Dante and Pitt star Blake Hinson played together at Sunrise Christian Academy in Bel Aire, Kan., where they dominated in 2017-18. Dante, a consensus five-star recruit now in his fifth season at Oregon, and Hinson, who had stints at Ole Miss and Iowa State before finally coming into his own with coach Jeff Capel and the Panthers, walked extremely different paths to get here, but it was a bit of a full-circle moment for Dante to show out in Pittsburgh on the biggest stage in college basketball.

“That’s my guy,” Dante said of Hinson, saying they still talk from time to time through Instagram. “He’s a dog. He wanted to win all the time. You see how he shoots those 3’s? I’ve seen that since high school, so I’m not surprised by anything he does.”

Dante faces a tough matchup on Saturday, as he’ll be tasked with containing — and scoring on — Ryan Kalkbrenne­r, Creighton’s 7-foot three-time Big East Defensive Player of the Year. Dante said he’s just going to focus on playing his game, but Kalkbrenne­r and McDermott paid Dante the utmost respect in their press conference­s Friday afternoon.
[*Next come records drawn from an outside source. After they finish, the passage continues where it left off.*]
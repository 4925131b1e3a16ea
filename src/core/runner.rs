//! # Run one admitted task's operation.
//!
//! Executes the render operation exactly once and packages the outcome into a
//! [`Completion`] for the scheduler loop. Nothing here touches scheduler state:
//! the future runs on its own tokio task and only its result crosses back.
//!
//! ```text
//! task.spawn(ctx) ─┬─ Ok(Some(handle)) ─► Completion { outcome: Ok(Some) }
//!                  ├─ Ok(None)         ─► Completion { outcome: Ok(None) }
//!                  ├─ Err(e)           ─► Completion { outcome: Err(e) }
//!                  └─ panic            ─► Completion { outcome: Err(Fail("operation panicked: ..")) }
//! ```

use std::panic::AssertUnwindSafe;

use futures::FutureExt;
use tokio_util::sync::CancellationToken;

use crate::error::TaskError;
use crate::subscribers::panic_message;
use crate::tasks::{ResourceHandle, SurfaceRef, TaskId, TaskRef};

/// Settled operation, reconciled by the scheduler loop.
pub(crate) struct Completion {
    pub id: TaskId,
    pub surface: SurfaceRef,
    /// Flush generation at admission time.
    pub generation: u64,
    pub outcome: Result<Option<ResourceHandle>, TaskError>,
}

/// Runs `task`'s operation once; panics are mapped to [`TaskError::Fail`].
pub(crate) async fn run_once(
    task: TaskRef,
    generation: u64,
    ctx: CancellationToken,
) -> Completion {
    let t = &task;
    let outcome = match AssertUnwindSafe(async move { t.spawn(ctx).await })
        .catch_unwind()
        .await
    {
        Ok(res) => res,
        Err(panic_err) => Err(TaskError::fail(format!(
            "operation panicked: {}",
            panic_message(panic_err.as_ref())
        ))),
    };

    Completion {
        id: TaskId::from(task.id()),
        surface: task.target().clone(),
        generation,
        outcome,
    }
}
“He’s terrific, and you look at their team with him versus without him, and this is a team that’s grossly underseede­d,” McDermott said. “If Dana had this group of guys available all season long, he wouldn’t have needed to win the Pac-12 tournament to get in the NCAA tournament. … Dante impacts the game on both ends of the floor. He’s very physical at the rim offensivel­y, and then he’s a tremendous rim protector on the other end. And his physicalit­y is obviously going to be a problem for us.”